Baptism record for John Young 21 August 1803

I have one Scottish ancestor on my maternal side in John Young, son of Alexander Young and Anne Brash, who left his birthplace of Kirkcaldy in Fife to move to Loughborough in Leicestershire.  John Young was born 16th August 1803 and baptised on 21st August the same year.  He married Maria Parkinson of Loughborough on 9th April 1826 at All Saint's Church, Loughborough.  Later the whole family were baptised into the Dead Lane Primitive Methodist Church in Loughborough, including my great great grandfather Alexander Young, who moved from Loughborough to Nottingham and then to Ilkeston in Derbyshire.  He was a tailor by profession just like his father and grandfather.  

I'd assumed that the Norwegian heritage came from Scotland but I'm beginning to wonder now as on my father's side I have ancestors, the Edwards family, who came from the South Derbyshire villages of Ingleby and Foremark which are very close to the small historic town of Repton.

Pages from an article written by Roly Smith in the January 2019 issue of  Archaeology and Conservation in Derbyshire and the Peak District.

There have recently been reports and a television programme on more recent findings at Repton and it being the site of a great Viking Army overwintering nearby 873 to 874 AD now CE.  A mass burial site was found in the vicarage garden which seems to prove this theory first mentioned in the Anglo Saxon Chronicles. 



Modern tests on bones found seem to back up this theory dating them to the time mentioned.  It seems that the overwintering site was slightly away from the burial site and evidence of metal working as well as other fragments of Viking habitation have been found.  

It's not beyond the realms of belief that some of the army could have stayed behind when the main army moved on.  Could they have lived and worked alongside the local people and finally settled there?  If so is this where my 2% Norwegian heritage comes from?  Maybe, but Scotland still seems the more obvious answer as probably the Repton Vikings were Danes rather than Norse.


Record of the marriage of John Edwards and Ann Lilley  both of the parish of Ingleby who married at Foremark church 3rd Novmber 1779.

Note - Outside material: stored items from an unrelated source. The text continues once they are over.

//! Logging initialization for the simulator binary.

use anyhow::{Context, Result};
use tracing_subscriber::{layer::SubscriberExt, util::SubscriberInitExt, EnvFilter};

/// Installs a compact `tracing` subscriber. Respects `RUST_LOG`, falling
/// back to `"info"` when unset or invalid.
pub fn initialize_logging() -> Result<()> {
    tracing_subscriber::registry()
        .with(
            tracing_subscriber::fmt::layer()
                .with_target(false)
                .with_thread_ids(false)
                .compact(),
        )
        .with(EnvFilter::try_from_default_env().unwrap_or_else(|_| EnvFilter::new("info")))
        .try_init()
        .context("failed to initialize logging")?;

    Ok(())
}
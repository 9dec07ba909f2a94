//! Driver binary: parses CLI flags and an optional config file, builds an
//! in-process Kademlia-style network, and hands control to the
//! interactive shell.

mod cli;
mod config_file;
mod driver;
mod logging;
mod shell;

use anyhow::Result;
use clap::Parser;
use tracing::info;

use cli::Cli;
use config_file::DriverConfig;
use driver::Network;
use shell::Shell;

#[tokio::main]
async fn main() {
    std::process::exit(run().await);
}

async fn run() -> i32 {
    let cli = Cli::parse();

    if let Err(e) = logging::initialize_logging() {
        eprintln!("{e:#}");
        return 1;
    }

    match run_inner(cli).await {
        Ok(code) => code,
        Err(e) => {
            eprintln!("{e:#}");
            1
        }
    }
}

async fn run_inner(cli: Cli) -> Result<i32> {
    let file_config = match &cli.config_file {
        Some(path) => Some(DriverConfig::load(path)?),
        None => None,
    };
    let params = config_file::resolve(&cli, file_config)?;

    info!(
        bits = params.config.b,
        k = params.config.k,
        alpha = params.config.alpha,
        nodes = params.nodes,
        "starting simulator"
    );

    let network = Network::build(&params).await;
    let shell = Shell::new(network);
    Ok(shell.run().await)
}
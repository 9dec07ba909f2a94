//! The capability boundary between a `NodeCore` and the rest of the
//! network: everything the core needs to reach another peer, and nothing
//! about how that reach is implemented.
//!
//! Two concrete variants are expected in a full deployment: an in-process
//! variant (below) that resolves an id through a shared registry of local
//! node handles, used by the simulator and tests; and a network variant
//! backed by a request/response client, whose failure modes all collapse
//! to [`CoreError::Unreachable`]. `NodeCore` is generic over this trait and
//! never branches on which variant is in play.

use std::collections::HashMap;
use std::sync::Arc;

use async_trait::async_trait;
use tokio::sync::RwLock;

use crate::address::NodeAddress;
use crate::error::{CoreError, CoreResult};
use crate::key::KeyInt;

/// What `local_find_value` (and its remote FIND_VALUE counterpart) answer
/// with: either the stored value, or the closest nodes known instead.
#[derive(Debug, Clone, PartialEq, Eq)]
pub enum FindValueOutcome {
    Value(Vec<u8>),
    Nodes(Vec<NodeAddress>),
}

/// Operations a `NodeCore` may invoke on a remote peer.
#[async_trait]
pub trait Transport: Send + Sync {
    /// True iff `dst` is reachable.
    async fn ping(&self, caller: &NodeAddress, dst: &NodeAddress) -> bool;

    /// FIND_NODE: ask `dst` for up to `n` addresses closest to `target`.
    async fn find_node(
        &self,
        caller: &NodeAddress,
        dst: &NodeAddress,
        target: KeyInt,
        n: u32,
    ) -> CoreResult<Vec<NodeAddress>>;

    /// STORE: append `(key, value)` to `dst`'s entry store.
    async fn store(
        &self,
        caller: &NodeAddress,
        dst: &NodeAddress,
        key: KeyInt,
        value: Vec<u8>,
    ) -> CoreResult<()>;

    /// FIND_VALUE: ask `dst` for the value behind `key`, or its closest
    /// known nodes if it doesn't hold one.
    async fn find_value(
        &self,
        caller: &NodeAddress,
        dst: &NodeAddress,
        key: KeyInt,
    ) -> CoreResult<FindValueOutcome>;
}

/// The locally-servable side of the four RPCs, implemented by `NodeCore`.
/// Kept as its own trait (rather than requiring the in-process transport to
/// know the concrete `NodeCore` type) so the registry below can hold
/// trait objects without a dependency cycle between this module and
/// `node`.
#[async_trait]
pub trait LocalRpc: Send + Sync {
    async fn local_ping(&mut self, caller: &NodeAddress);
    async fn local_find_node(
        &mut self,
        caller: &NodeAddress,
        target: KeyInt,
        n: u32,
    ) -> Vec<NodeAddress>;
    async fn local_store(&mut self, caller: &NodeAddress, key: KeyInt, value: Vec<u8>);
    async fn local_find_value(&mut self, caller: &NodeAddress, key: KeyInt) -> FindValueOutcome;
}

type Registry = RwLock<HashMap<KeyInt, Arc<RwLock<dyn LocalRpc>>>>;

/// Resolves destinations through a shared, read-mostly registry of local
/// node handles and calls their `LocalRpc` operations directly. Used by
/// the simulator driver, where every peer lives in the same process.
pub struct InProcessTransport {
    registry: Arc<Registry>,
}

impl InProcessTransport {
    pub fn new() -> InProcessTransport {
        InProcessTransport {
            registry: Arc::new(RwLock::new(HashMap::new())),
        }
    }

    /// Registers a peer's handle so other peers can reach it by id.
    pub async fn register(&self, id: KeyInt, handle: Arc<RwLock<dyn LocalRpc>>) {
        self.registry.write().await.insert(id, handle);
    }

    pub async fn unregister(&self, id: &KeyInt) {
        self.registry.write().await.remove(id);
    }

    async fn resolve(&self, id: &KeyInt) -> Option<Arc<RwLock<dyn LocalRpc>>> {
        self.registry.read().await.get(id).cloned()
    }
}

impl Default for InProcessTransport {
    fn default() -> InProcessTransport {
        InProcessTransport::new()
    }
}

#[async_trait]
impl Transport for InProcessTransport {
    async fn ping(&self, caller: &NodeAddress, dst: &NodeAddress) -> bool {
        match self.resolve(&dst.id).await {
            Some(handle) => {
                handle.write().await.local_ping(caller).await;
                true
            }
            None => false,
        }
    }

    async fn find_node(
        &self,
        caller: &NodeAddress,
        dst: &NodeAddress,
        target: KeyInt,
        n: u32,
    ) -> CoreResult<Vec<NodeAddress>> {
        match self.resolve(&dst.id).await {
            Some(handle) => Ok(handle.write().await.local_find_node(caller, target, n).await),
            None => Err(CoreError::Unreachable),
        }
    }

    async fn store(
        &self,
        caller: &NodeAddress,
        dst: &NodeAddress,
        key: KeyInt,
        value: Vec<u8>,
    ) -> CoreResult<()> {
        match self.resolve(&dst.id).await {
            Some(handle) => {
                handle.write().await.local_store(caller, key, value).await;
                Ok(())
            }
            None => Err(CoreError::Unreachable),
        }
    }

    async fn find_value(
        &self,
        caller: &NodeAddress,
        dst: &NodeAddress,
        key: KeyInt,
    ) -> CoreResult<FindValueOutcome> {
        match self.resolve(&dst.id).await {
            Some(handle) => Ok(handle.write().await.local_find_value(caller, key).await),
            None => Err(CoreError::Unreachable),
        }
    }
}
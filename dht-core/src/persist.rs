//! Line-oriented persistence formats used by the shell's `save` and
//! `graphviz` commands. Both formats are stable across runs given a fixed
//! PRNG seed, since they only ever read already-settled routing state.

use std::io::{self, Write};

use crate::config::Configuration;
use crate::node::NodeCore;

/// Writes the textual configuration block: `n_bits`, `k`, `alpha`,
/// `n_nodes`, one per line.
pub fn dump_config<W: Write>(w: &mut W, config: Configuration, n_nodes: u32) -> io::Result<()> {
    writeln!(w, "n_bits {}", config.b)?;
    writeln!(w, "k {}", config.k)?;
    writeln!(w, "alpha {}", config.alpha)?;
    writeln!(w, "n_nodes {n_nodes}")?;
    Ok(())
}

/// Writes one per-node block: `node <index> <hex-id>`, a `bucket i` header
/// per non-empty bucket (i >= 1) followed by one hex-id per line, then a
/// `files` header followed by one hex key per stored entry.
pub fn dump_node<W: Write>(w: &mut W, index: u32, node: &NodeCore) -> io::Result<()> {
    writeln!(w, "node {} {}", index, node.address().id.to_hex())?;
    for (bucket_index, bucket) in node.routing().non_empty_buckets() {
        writeln!(w, "bucket {bucket_index}")?;
        for addr in bucket {
            writeln!(w, "{}", addr.id.to_hex())?;
        }
    }
    writeln!(w, "files")?;
    for (key, _) in node.entries_iter() {
        writeln!(w, "{}", key.to_hex())?;
    }
    Ok(())
}

/// Writes the full text dump: configuration block followed by one node
/// block per entry in `nodes`, in order.
pub fn dump_network<W: Write>(w: &mut W, config: Configuration, nodes: &[&NodeCore]) -> io::Result<()> {
    dump_config(w, config, nodes.len() as u32)?;
    for (index, node) in nodes.iter().enumerate() {
        dump_node(w, index as u32, node)?;
    }
    Ok(())
}

/// Writes a graphviz `digraph` with one labelled vertex per node and one
/// directed edge per routing-table entry.
pub fn dump_graphviz<W: Write>(w: &mut W, nodes: &[&NodeCore]) -> io::Result<()> {
    writeln!(w, "digraph G {{")?;
    writeln!(w, "  node [shape=record];")?;
    writeln!(w, "  rankdir=TB;")?;
    for node in nodes {
        let id = node.address().id.to_hex();
        writeln!(w, "  \"{id}\" [label=\"{}\"];", &id[..8])?;
    }
    for node in nodes {
        let from = node.address().id.to_hex();
        for (_, bucket) in node.routing().non_empty_buckets() {
            for addr in bucket {
                writeln!(w, "  \"{from}\" -> \"{}\";", addr.id.to_hex())?;
            }
        }
    }
    writeln!(w, "}}")?;
    Ok(())
}

#[cfg(test)]
mod tests {
    use super::*;
    use crate::address::NodeAddress;
    use crate::key::KeyInt;
    use crate::transport::InProcessTransport;
    use std::sync::Arc;

    #[test]
    fn dump_config_emits_four_lines() {
        let config = Configuration::new(160, 20, 3).unwrap();
        let mut buf = Vec::new();
        dump_config(&mut buf, config, 5).unwrap();
        let text = String::from_utf8(buf).unwrap();
        assert_eq!(
            text,
            "n_bits 160\nk 20\nalpha 3\nn_nodes 5\n"
        );
    }

    #[test]
    fn dump_node_lists_buckets_and_files() {
        let config = Configuration::new(8, 20, 3).unwrap();
        let transport = Arc::new(InProcessTransport::new());
        let mut node = NodeCore::new(
            NodeAddress::new(KeyInt::from_u64(0), "127.0.0.1", 9000),
            config,
            transport,
        );
        node.observe(&NodeAddress::new(KeyInt::from_u64(4), "127.0.0.1", 9001))
            .unwrap();

        let mut buf = Vec::new();
        dump_node(&mut buf, 0, &node).unwrap();
        let text = String::from_utf8(buf).unwrap();
        assert!(text.starts_with("node 0 "));
        assert!(text.contains("bucket 3"));
        assert!(text.ends_with("files\n"));
    }

    #[test]
    fn graphviz_wraps_in_digraph_block() {
        let config = Configuration::new(8, 20, 3).unwrap();
        let transport = Arc::new(InProcessTransport::new());
        let node = NodeCore::new(
            NodeAddress::new(KeyInt::from_u64(0), "127.0.0.1", 9000),
            config,
            transport,
        );
        let mut buf = Vec::new();
        dump_graphviz(&mut buf, &[&node]).unwrap();
        let text = String::from_utf8(buf).unwrap();
        assert!(text.starts_with("digraph G {"));
        assert!(text.trim_end().ends_with('}'));
    }
}
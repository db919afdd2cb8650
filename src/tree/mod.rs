//! The identity-tracking tree.
//!
//! A [`TrackedNode`] stands for "this entry" rather than "this path": the
//! handle stays valid while the entry is moved or renamed through the store,
//! and resolving it always reflects the current location.

mod node;

pub use node::{ResolveError, TrackedNode};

I'll never know but it is intriguing and worth musing over on this dark, wet, windy and dismal day. 

Below some photos of Repton taken in October 2010 when we visited after looking at the villages mentioned above.

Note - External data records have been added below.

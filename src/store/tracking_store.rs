use std::collections::HashSet;
use std::ffi::OsString;
use std::path::{Path, PathBuf};
use std::rc::Rc;

use snafu::{OptionExt, ResultExt, Snafu, ensure};
use tracing::{debug, info, warn};

use crate::ext::{BestEffortPathExt, RelativeComponentsExt};
use crate::file_store::{
    DirectoryAttributes, DirectoryListingOptions, FileStore, FileStoreError,
};
use crate::store::observer::{ObserverRegistry, TrackingObserver};
use crate::tree::TrackedNode;

/// Owns an identity tree rooted at one directory and keeps it consistent
/// with the physical state reported by a [`FileStore`].
///
/// All physical operations go through the file store and complete (or fail)
/// before any tree mutation or notification; on physical failure the tree is
/// left exactly as it was. A store instance is single-threaded by
/// construction (`Rc`/`RefCell` internals), so concurrent misuse is a
/// compile error rather than a data race.
pub struct TrackingStore<S: FileStore> {
    root_path: PathBuf,
    root: TrackedNode,
    file_store: S,
    observers: ObserverRegistry,
}

impl<S: FileStore> TrackingStore<S> {
    /// Creates a store tracking the tree under `root_path`, which must be an
    /// existing directory on the file store.
    pub fn new(root_path: impl Into<PathBuf>, file_store: S) -> Result<Self, StoreCreationError> {
        let root_path = root_path.into();
        ensure!(
            file_store.is_directory(&root_path),
            RootNotADirectorySnafu { path: root_path }
        );

        info!("Tracking tree rooted at {:?}", root_path);
        let root = TrackedNode::new_root(root_path.clone());
        Ok(TrackingStore {
            root_path,
            root,
            file_store,
            observers: ObserverRegistry::new(),
        })
    }

    pub fn root(&self) -> &TrackedNode {
        &self.root
    }

    pub fn root_path(&self) -> &Path {
        &self.root_path
    }

    /// True iff `node` belongs to this store's tree.
    pub fn owns(&self, node: &TrackedNode) -> bool {
        node.find_root().is_some_and(|root| root == self.root)
    }

    /// Returns the tracked node for `path`, or `Ok(None)` when the path is
    /// not under the root or does not currently exist — absence is an
    /// expected outcome, not an error.
    ///
    /// Path components not tracked yet are materialized on the way down,
    /// with a `started_tracking` notification per new node. Resolving the
    /// same existing path twice yields the same node instance.
    pub fn resolve(&self, path: &Path) -> Result<Option<TrackedNode>, TrackingError> {
        let Some(components) = path.components_relative_to(&self.root_path) else {
            debug!("Path {:?} is outside the tracked root", path);
            return Ok(None);
        };
        if !self.file_store.exists(path) {
            debug!("Path {:?} does not exist, nothing to track", path);
            return Ok(None);
        }

        Ok(Some(self.track_components(&components)))
    }

    /// Lists the directory behind `node` and returns its tracked children in
    /// the file store's listing order.
    ///
    /// This is also the reconciliation point for out-of-band changes: a
    /// tracked child that the listing no longer contains, and that the file
    /// store confirms gone, is detached. A child the options would have
    /// listed that the file store still reports as existing indicates the
    /// tree and the store contradict each other, which is an integrity fault
    /// this design cannot repair — it panics rather than guessing.
    pub fn list_directory(
        &self,
        node: &TrackedNode,
        options: &DirectoryListingOptions,
    ) -> Result<Vec<TrackedNode>, TrackingError> {
        ensure!(self.owns(node), NotOwnedSnafu);
        let dir_path = node
            .resolve_path()
            .expect("an owned node always resolves to a path");

        let entries = self
            .file_store
            .list_directory(&dir_path, options)
            .context(PhysicalSnafu)?;

        let mut listed = Vec::with_capacity(entries.len());
        for entry in &entries {
            let (child, created) = node.get_or_create_child(&entry.name);
            if created {
                debug!("Started tracking {:?} under {:?}", entry.name, dir_path);
                self.observers.notify_started_tracking(&child);
            }
            listed.push(child);
        }

        let listed_names: HashSet<&OsString> = entries.iter().map(|entry| &entry.name).collect();
        for child in node.tracked_children() {
            let name = child.last_component();
            if listed_names.contains(&name) || !options.would_list(&name) {
                continue;
            }

            let child_path = dir_path.join(&name);
            assert!(
                !self.file_store.exists(&child_path),
                "file store reports {} as existing but omitted it from the listing of {}",
                child_path.best_effort_path_display(),
                dir_path.best_effort_path_display(),
            );

            warn!("Tracked entry {:?} vanished externally, detaching", child_path);
            child.detach_self();
        }

        Ok(listed)
    }

    /// Creates a directory on the file store and returns its tracked node.
    ///
    /// With `recursive` unset, missing intermediate segments surface as the
    /// file store's own failure.
    pub fn create_directory(
        &self,
        path: &Path,
        recursive: bool,
        attributes: &DirectoryAttributes,
    ) -> Result<TrackedNode, TrackingError> {
        let components = self.components_strictly_under_root(path)?;

        self.file_store
            .create_directory(path, recursive, attributes)
            .context(PhysicalSnafu)?;

        Ok(self.track_components(&components))
    }

    /// Moves the entry behind `node` to `destination`, keeping the node's
    /// identity: every handle to it resolves to the new path afterwards,
    /// while the old path no longer resolves to it.
    ///
    /// The physical move happens first; if it fails (collision, moving into
    /// a descendant, ...) the error propagates and the tree is untouched.
    pub fn move_item(&self, node: &TrackedNode, destination: &Path) -> Result<(), TrackingError> {
        ensure!(self.owns(node), NotOwnedSnafu);
        ensure!(node != &self.root, CannotMoveRootSnafu);
        let destination_components = self.components_strictly_under_root(destination)?;

        let source_path = node
            .resolve_path()
            .expect("an owned node always resolves to a path");
        self.file_store
            .move_item(&source_path, destination)
            .context(PhysicalSnafu)?;
        info!("Moved {:?} to {:?}", source_path, destination);

        self.observers.notify_will_move(node, &source_path, destination);

        node.detach_self();
        let (parent_components, new_name) = destination_components
            .split_last()
            .map(|(last, rest)| (rest, last))
            .expect("destination components are never empty here");
        let new_parent = self.track_components(parent_components);
        if let Some(stale) = new_parent.child_named(new_name) {
            // The physical move succeeded, so whatever this node stood for
            // is gone; external change wins, as in listing reconciliation.
            warn!("Destination name {:?} was stale in the tree, detaching", new_name);
            stale.detach_self();
        }
        new_parent.reparent_detached_child(node, new_name);

        Ok(())
    }

    /// Copies `source` to `destination` and returns the destination's
    /// tracked node — a distinct identity; a tracked source is unaffected.
    pub fn copy_item(
        &self,
        source: &Path,
        destination: &Path,
    ) -> Result<TrackedNode, TrackingError> {
        let destination_components = self.components_strictly_under_root(destination)?;

        self.file_store
            .copy_item(source, destination)
            .context(PhysicalSnafu)?;
        info!("Copied {:?} to {:?}", source, destination);

        Ok(self.track_components(&destination_components))
    }

    /// Removes the entry behind `node` from the file store and detaches the
    /// node. Former children are not swept; they simply stop resolving
    /// through their detached ancestor.
    pub fn remove_item(&self, node: &TrackedNode) -> Result<(), TrackingError> {
        ensure!(self.owns(node), NotOwnedSnafu);
        ensure!(node != &self.root, CannotRemoveRootSnafu);

        let path = node
            .resolve_path()
            .expect("an owned node always resolves to a path");
        self.file_store.remove_item(&path).context(PhysicalSnafu)?;
        info!("Removed {:?}", path);

        self.observers.notify_will_remove(node);
        node.detach_self();

        Ok(())
    }

    pub fn add_observer(&self, observer: &Rc<dyn TrackingObserver>) {
        self.observers.add(observer);
    }

    pub fn remove_observer(&self, observer: &Rc<dyn TrackingObserver>) {
        self.observers.remove(observer);
    }

    /// Walks the tree from the root along `components`, creating missing
    /// nodes and notifying a `started_tracking` per new one.
    fn track_components(&self, components: &[OsString]) -> TrackedNode {
        let mut current = self.root.clone();
        for name in components {
            let (child, created) = current.get_or_create_child(name);
            if created {
                debug!("Started tracking component {:?}", name);
                self.observers.notify_started_tracking(&child);
            }
            current = child;
        }
        current
    }

    /// Component names of `path` relative to the root, rejecting paths
    /// outside the root and the root itself.
    fn components_strictly_under_root(
        &self,
        path: &Path,
    ) -> Result<Vec<OsString>, TrackingError> {
        let components = path
            .components_relative_to(&self.root_path)
            .filter(|components| !components.is_empty())
            .context(InvalidPathSnafu { path })?;
        Ok(components)
    }
}

#[derive(Debug, Snafu)]
pub enum StoreCreationError {
    #[snafu(display("Tracking root {} is not an existing directory", path.best_effort_path_display()))]
    RootNotADirectoryError { path: PathBuf },
}

#[derive(Debug, Snafu)]
pub enum TrackingError {
    #[snafu(display("Node does not belong to this tracking store"))]
    NotOwnedError,
    #[snafu(display("Path {} is not inside the tracked root", path.best_effort_path_display()))]
    InvalidPathError { path: PathBuf },
    #[snafu(display("The tree root cannot be moved"))]
    CannotMoveRootError,
    #[snafu(display("The tree root cannot be removed"))]
    CannotRemoveRootError,
    #[snafu(display("Physical file operation failed"))]
    PhysicalError { source: FileStoreError },
}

Arch from the old Priory with Repton School behind

St Wystan's Church

Repton Cross or Market Cross







Saturday, February 01, 2020

A Bear Hunt and The Bee Tree

On Wednesday we took advantage of the morning sunshine and visited The Brampton in nearby Newcastle.

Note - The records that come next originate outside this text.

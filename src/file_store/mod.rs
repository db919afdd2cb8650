//! The physical side of tracking.
//!
//! The tracking store never touches the disk itself; every physical
//! operation goes through the [`FileStore`] trait. [`OsFileStore`] is the
//! crate's own `std::fs` implementation of it.

mod file_store;
mod os_file_store;

pub use file_store::{
    DirectoryAttributes, DirectoryEntry, DirectoryListingOptions, EntryKind, FileStore,
    FileStoreError,
};
pub use os_file_store::OsFileStore;
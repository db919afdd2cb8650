use std::ffi::{OsStr, OsString};
use std::path::{Path, PathBuf};

use snafu::Snafu;

use crate::ext::BestEffortPathExt;

/// Contract for the physical file operations the tracking store delegates.
///
/// Every call blocks on the caller's thread and is attempted exactly once;
/// failures are reported verbatim, never retried or swallowed.
pub trait FileStore {
    fn exists(&self, path: &Path) -> bool;

    fn is_directory(&self, path: &Path) -> bool;

    /// Lists the entries of a directory in the store's own order.
    fn list_directory(
        &self,
        path: &Path,
        options: &DirectoryListingOptions,
    ) -> Result<Vec<DirectoryEntry>, FileStoreError>;

    fn move_item(&self, source: &Path, destination: &Path) -> Result<(), FileStoreError>;

    fn copy_item(&self, source: &Path, destination: &Path) -> Result<(), FileStoreError>;

    fn remove_item(&self, path: &Path) -> Result<(), FileStoreError>;

    fn create_directory(
        &self,
        path: &Path,
        recursive: bool,
        attributes: &DirectoryAttributes,
    ) -> Result<(), FileStoreError>;
}

/// One entry of a directory listing.
#[derive(Debug, Clone, PartialEq, Eq)]
pub struct DirectoryEntry {
    pub name: OsString,
    pub kind: EntryKind,
}

#[derive(Debug, Clone, Copy, PartialEq, Eq)]
pub enum EntryKind {
    File,
    Directory,
    /// Symlinks, sockets, devices and similar.
    Other,
}

#[derive(Debug, Clone, PartialEq, Eq)]
pub struct DirectoryListingOptions {
    /// Whether dot-prefixed names appear in the listing.
    pub include_hidden: bool,
}

impl Default for DirectoryListingOptions {
    fn default() -> Self {
        DirectoryListingOptions {
            include_hidden: true,
        }
    }
}

impl DirectoryListingOptions {
    /// Whether a name would appear in a listing produced with these options.
    pub(crate) fn would_list(&self, name: &OsStr) -> bool {
        self.include_hidden || !name.as_encoded_bytes().starts_with(b".")
    }
}

/// Attributes applied when creating a directory.
#[derive(Debug, Clone, Default, PartialEq, Eq)]
pub struct DirectoryAttributes {
    /// Unix permission bits for the created directory; ignored on platforms
    /// without them.
    pub unix_mode: Option<u32>,
}

#[derive(Debug, Snafu)]
#[snafu(visibility(pub(crate)))]
pub enum FileStoreError {
    #[snafu(display("I/O operation failed at {}", path.best_effort_path_display()))]
    IoError {
        path: PathBuf,
        source: std::io::Error,
    },
    #[snafu(display("Destination {} already exists", path.best_effort_path_display()))]
    AlreadyExistsError { path: PathBuf },
}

 We walked through the parkland and the sensory garden towards the museum.


Inside something was happening

Not in here - the wartime kitchen - where there is always something to spot that you recognise from childhood. 

A lot of these things were still around in grandparents' houses in the 1950s.

Upstairs in the street scenes something was afoot!

Something was distinctly out of place.

Why was Paddington Bear in an Edwardian doctor's surgery?

Why was this little fellow in the antiques shop when he doesn't look so very old?

Did Pooh Bear ever ride a rocking horse?  Perhaps he did.

 Oh, I see we were on a Bear Hunt!

Outside we found something new - The Bee Tree.  It was created by local artist Anthony Hammond.  Here is a -link- to his website.

Wood carvings in the trunk of an old tree

It shows the different aspects of the life of a bee.

Different stages of a developing hive

Plus below a Bee B&B where live bees could lodge.  

It was being used as some of the holes were covered in old leaves.

I assume the bee on the top is the Queen Bee.

The tree was also home to other things - Tinder Fungus.

As well as various kinds of fungus and mosses.


Meanwhile some things remained the same.  The statue of the 1914 -1918 VAD nurse based on a quote from Vera Brittain's 'Testament of Youth' - she lived just around the corner - is still sitting reading her letter from the front. Here is a - link - to a post I wrote about the statue in 2016.

Whilst nearby stands the silhouette of women in WW1, including Vera Brittain, hoping for 'No More War.'   Here is a - link - to more about it.


In the grass under the trees there were signs of spring.

It had been a lovely morning to be out and about seeing old things and discovering new ones.